Climate Mitigation and Adaptation News
May 4, 2016
A biweekly newsletter of the Climate Readiness Collaborative

We've done it again. March was the 11th consecutive month to set a new record for high temperatures since the 1800s, but just as shocking is by how much: 1.28 C. That's dangerously close to the 1.5 C threshold that climate scientists warn could be a tipping point. No wonder, then, that more and more companies are turning their attention to risk assessment and reduction, and more investors are asking for climate risk disclosures. The public sector faces a far greater struggle to fund resiliency projects, but there are hopeful signs in emerging initiatives such as resilience bonds and the Sendai Framework for Disaster Risk Reduction. Even as 177 countries signed on to the Paris climate agreement last month, it's increasingly clear we need just as much mobilization on adaptation and risk reduction - and we no longer have 25 years.  
News and Research
We're closer to 1.5C than we thought - and it makes a difference
Photo: Eitan Abramovich/AFP/Getty Images
The half degree between 1.5C and 2C may sound minor but it will have a significant impact for the earth - for example, it's the difference between losing virtually all tropical coral reefs and saving 70% by the century's end. Water shortage in the Mediterranean, agricultural risks, and extreme heat events around the world would all be significantly worse at 2C than 1.5C. A new study reveals that we already uncomfortably close to the 1.5C threshold, with global averages in the first three months of 2016 1.48C warmer than pre-industrial levels, if 1881-1990 as a baseline (NASA uses 1951-1980, and IPCC 1985-2005).  ( Washington Post)
Workers face 'epidemic of heat-related injuries' due to climate change
Photo: Harish Tyagi/EPA
Workers in fields and factories face an epidemic of heat-related injuries that will devastate their health, income, and productivity, warns a major UN report. The effects of heat stress are already evident among the 4 billion people who live in the tropics and subtropics, with long-term developmental consequences when children are too hot to learn in schools. More than half of the workforce in many middle- and low-income countries is already exposed to heat hazards. Productivity losses alone could rise above $2 trillion by 2030. ( Guardian)
Security and Exchange Commission (SEC) considering climate risk requirements
The SEC is considering modernizing disclosure requirements to help investors understand how companies address climate change. In a concept document, the SEC asks for stakeholder input on disclosure requirements for climate change and related risks, as well as technological progress, social responsibility, risk factors, and more. "Are existing disclosure requirements adequate to elicit the information that would permit investors to evaluate material climate change risk?" the SEC asks. "If not, what additional disclosure requirements or guidance would be appropriate to elicit that information?" Comments are due July 21. ( SEC)
World heading for catastrophe over natural disasters, risk expert warns
Photo: A Majeed/AFP/Getty Images
Disaster risk reduction efforts are already woefully underfunded, warns the UN's head of disaster planning, and the consequences will only get worse as climate change fuels an increase in the frequency and intensity of natural disasters - and cascading disasters. Failure to plan properly by factoring in climate effects would result in a steep rise in vulnerability, but last year only 0.4% of the global aid budget was spent on disaster risk reduction - a sharp increase is needed. ( Guardian)

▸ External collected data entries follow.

mod env;
mod types;

#[cfg(test)]
mod tests;

pub use env::parse_extensions;
pub use types::*;

use std::path::{Path, PathBuf};
use std::time::Duration;

use anyhow::{Context, bail};
use codekb_index::IndexerConfig;

use crate::secret::Secret;

/// Accepted range for `chunking.token_limit`.
pub const TOKEN_LIMIT_RANGE: std::ops::RangeInclusive<usize> = 100..=8000;

/// Shortest credential accepted for the embedding API.
pub const MIN_API_KEY_LEN: usize = 20;

impl Config {
    /// Load configuration from a TOML file with env var overrides.
    ///
    /// Falls back to defaults when the file does not exist.
    ///
    /// # Errors
    ///
    /// Returns an error if the file exists but cannot be read or parsed.
    pub fn load(path: &Path) -> anyhow::Result<Self> {
        let mut config = if path.exists() {
            let content = std::fs::read_to_string(path).context("failed to read config file")?;
            toml::from_str::<Self>(&content).context("failed to parse config file")?
        } else {
            tracing::debug!(path = %path.display(), "config file not found, using defaults");
            Self::default()
        };

        config.apply_env_overrides();
        Ok(config)
    }

    /// Check settings every command depends on.
    ///
    /// # Errors
    ///
    /// Returns an error describing the first invalid setting.
    pub fn validate(&self) -> anyhow::Result<()> {
        if self.root_dir.trim().is_empty() {
            bail!("root_dir must not be empty");
        }
        if !Path::new(&self.root_dir).is_dir() {
            bail!("root_dir {} does not exist or is not a directory", self.root_dir);
        }
        if self.extensions.is_empty() {
            bail!("at least one file extension must be configured");
        }
        if !TOKEN_LIMIT_RANGE.contains(&self.chunking.token_limit) {
            bail!(
                "chunking.token_limit must be within {}..={}, got {}",
                TOKEN_LIMIT_RANGE.start(),
                TOKEN_LIMIT_RANGE.end(),
                self.chunking.token_limit
            );
        }
        if self.store.path.trim().is_empty() {
            bail!("store.path must not be empty");
        }
        if self.embedding.batch_size == 0 {
            bail!("embedding.batch_size must be at least 1");
        }
        if self.embedding.timeout_secs == 0 {
            bail!("embedding.timeout_secs must be at least 1");
        }
        Ok(())
    }

    /// Credential for the embedding API. Only commands that embed need it.
    ///
    /// # Errors
    ///
    /// Returns an error if no key is set or it is too short to be real.
    pub fn api_key(&self) -> anyhow::Result<&Secret> {
        let Some(key) = &self.secrets.openai_api_key else {
            bail!("OPENAI_API_KEY (or CODEKB_OPENAI_API_KEY) is not set");
        };
        if key.len() < MIN_API_KEY_LEN {
            bail!("embedding API key is too short (expected at least {MIN_API_KEY_LEN} characters)");
        }
        Ok(key)
    }

    #[must_use]
    pub fn indexer_config(&self) -> IndexerConfig {
        IndexerConfig {
            root: PathBuf::from(&self.root_dir),
            extensions: self.extensions.clone(),
            token_limit: self.chunking.token_limit,
            history_commits: self.history.enabled.then_some(self.history.commits),
            batch_size: self.embedding.batch_size,
            embed_timeout: Duration::from_secs(self.embedding.timeout_secs),
        }
    }
}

New bond standard will encourage climate-resilient water infrastructure

CDP, Ceres, the Climate Bonds Initiative and the World Resources Institute unveiled the Water Climate Bonds Standard to provide certification for bond markets that will help utilities and water agencies plan for and guard against climate change impacts. The standard will provide investors with verifiable, science-based criteria for evaluating water-related bonds and assessing water projects such as wastewater treatment plants and watershed restoration for climate risks and benefits. The San Francisco Public Utilities Commission is expected to issue the first bonds under the standard to upgrade its wastewater system. ( Link)

The 2016 fire season has already started, and more people are at risk than ever

Photo: San Bernardino County Fire Department/NYT
Wildfires have already burned an area the size of Delaware in the first 3.5 months of 2016 - more than twice the average. Some fire ecologists argue that fires should be left to take their natural course and clear out the thick, dry brush. But that approach has run into a challenge: More and more people are moving into wild lands, supported by municipalities looking to expand their tax bases and technology enabling people to live and work anywhere. It all adds up to more lives at risk and agencies spending over half their budgets to defend homes. (SFGate)

Not just climate change: Human activity also a major factor in Californian wildfires

Many models of wildfire predictions do not accurately account for human factors, but a new study found that land use, development, and ignition sources such as cigarettes and electrical poles explain as much about wildfire frequency and location as do climate influences. As a result of the near-saturation of the landscape, humans are currently responsible for igniting more than 90 percent of the wildfires in California. By accounting for both climate change and human behavioral threats, this model predicts more accurately how much land in California is at risk from wildfires - estimated at over 7 million acres in the next 25 years. ( Science Daily)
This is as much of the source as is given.